Wir können nicht alles im Leben beeinflussen und gestalten. Wir können jedoch immer unser Erleben dessen was passiert maßgeblich gestalten – und das beeinflusst, wie wir auf das reagieren, was uns im Leben begegnet. Und das wiederum hat einen großen Einfluss auf unser Leben und seine Entwicklungen, unabhängig von denen, die wir nicht beeinflussen können. Das bedeutet zum einen eine große Eigenverantwortung, zugleich jedoch auch eine große Gestaltungsmacht, die jeder Einzelne hat. Auch wenn es sich manchmal nicht so anfühlen mag, wenn viele Geschehnisse einprasseln.

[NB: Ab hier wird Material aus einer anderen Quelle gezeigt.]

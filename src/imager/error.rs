use std::path::PathBuf;
use thiserror::Error;

use crate::config::ConfigError;
use crate::nli::NliError;

/// Errors returned by the persisted cache store.
#[derive(Debug, Error)]
pub enum CacheStoreError {
    #[error("I/O error: {0}")]
    Io(#[from] std::io::Error),

    #[error("serialization error: {0}")]
    Serialization(String),

    /// The store exists but is not a valid archive.
    #[error("corrupt cache store at {path}: {reason}")]
    Corrupt { path: PathBuf, reason: String },

    /// One record is inconsistent; the whole load is rejected.
    #[error("corrupt cache record #{index}: {reason}")]
    CorruptEntry { index: usize, reason: String },

    #[error("unsupported cache store version {found} (expected {expected})")]
    UnsupportedVersion { found: u32, expected: u32 },

    /// The store was written by an Imager with a different model or granularity.
    #[error("cache store belongs to '{found}', expected '{expected}'")]
    StoreMismatch { expected: String, found: String },
}

#[derive(Debug, Error)]
pub enum ImagerError {
    #[error("configuration error: {0}")]
    Config(#[from] ConfigError),

    #[error("NLI predictor error: {0}")]
    Nli(#[from] NliError),

    #[error("cache store error: {0}")]
    Store(#[from] CacheStoreError),

    #[error("got {originals} originals but {generateds} generated texts")]
    LengthMismatch { originals: usize, generateds: usize },
}

pub type ImagerResult<T> = Result<T, ImagerError>;
use super::*;

fn sample_image() -> Image {
    // 3 planes, 2 rows, 2 cols
    let data = vec![
        0.7, 0.1, 0.2, 0.3, // entailment
        0.2, 0.8, 0.3, 0.3, // contradiction
        0.1, 0.1, 0.5, 0.4, // neutral
    ];
    Image::from_vec(3, 2, 2, data).expect("valid shape")
}

#[test]
fn test_degenerate_shape() {
    let image = Image::degenerate();

    assert_eq!(image.shape(), (3, 1, 1));
    assert!(image.is_degenerate());
    assert!(!image.is_simplex());
}

#[test]
fn test_from_vec_rejects_wrong_length() {
    let result = Image::from_vec(3, 2, 2, vec![0.0; 11]);

    assert_eq!(
        result,
        Err(ImageError::DataLength {
            depth: 3,
            rows: 2,
            cols: 2,
            actual: 11
        })
    );
}

#[test]
fn test_from_vec_rejects_overflowing_shape() {
    let huge = u32::MAX as usize;
    let result = Image::from_vec(huge, huge, huge, vec![0.5]);

    assert!(matches!(
        result,
        Err(ImageError::DataLength { actual: 1, .. })
    ));
}

#[test]
fn test_get_set_indexing() {
    let mut image = Image::zeros(3, 2, 4);
    image.set(1, 1, 3, 0.5);

    assert_eq!(image.get(1, 1, 3), 0.5);
    assert_eq!(image.as_slice().iter().filter(|&&v| v != 0.0).count(), 1);
    assert_eq!(image.as_slice()[(1 * 2 + 1) * 4 + 3], 0.5);
}

#[test]
fn test_column_iterates_rows() {
    let image = sample_image();

    let col: Vec<f32> = image.column(0, 1).collect();

    assert_eq!(col, vec![0.1, 0.3]);
}

#[test]
fn test_is_simplex() {
    assert!(sample_image().is_simplex());

    let mut broken = sample_image();
    broken.set(0, 0, 0, 0.9);
    assert!(!broken.is_simplex());
}

#[test]
fn test_truncate_rows() {
    let image = sample_image();

    let truncated = image.truncate_rows(1);

    assert_eq!(truncated.shape(), (3, 1, 2));
    assert_eq!(truncated.as_slice(), &[0.7, 0.1, 0.2, 0.8, 0.1, 0.1]);
}

#[test]
fn test_truncate_rows_noop_when_small() {
    let image = sample_image();

    assert_eq!(image.truncate_rows(5), image);
}

#[test]
fn test_stack_concatenates_depth() {
    let a = sample_image();
    let b = Image::zeros(3, 2, 2);

    let stacked = Image::stack(&[a.clone(), b]).expect("same shape");

    assert_eq!(stacked.shape(), (6, 2, 2));
    assert_eq!(stacked.get(0, 0, 0), a.get(0, 0, 0));
    assert_eq!(stacked.get(3, 0, 0), 0.0);
}

#[test]
fn test_stack_rejects_shape_mismatch() {
    let result = Image::stack(&[sample_image(), Image::degenerate()]);

    assert!(matches!(result, Err(ImageError::ShapeMismatch { .. })));
    assert_eq!(Image::stack(&[]), Err(ImageError::Empty));
}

Leitend dabei können uns Fragen führen wie:

Was verstehen wir und wie definieren wir eine erfüllende Version von einer Zukunft, woran machen wir sie fest, woran messen wir sie – für uns persönlich sowie bezogen auf das große Ganze und die Gesellschaft?

Wie könnte eine resilientes Individuum und Miteinander, eine resiliente Arbeit- und Lebenswelt, Gesellschaft der Zukunft aussehen?

Was würde bewahrt werden, was müsste sich verändern? Was würde unterlassen, was gemacht? Was zeichnet sie aus, was macht den Unterschied?

Was könnten erste kleine Schritte sein in meinem alltäglichen Tun, Sein, Verhalten? Was sind die 3 Sachen, die ich entsprechend meiner Vision ab jetzt anders ausrichten möchte?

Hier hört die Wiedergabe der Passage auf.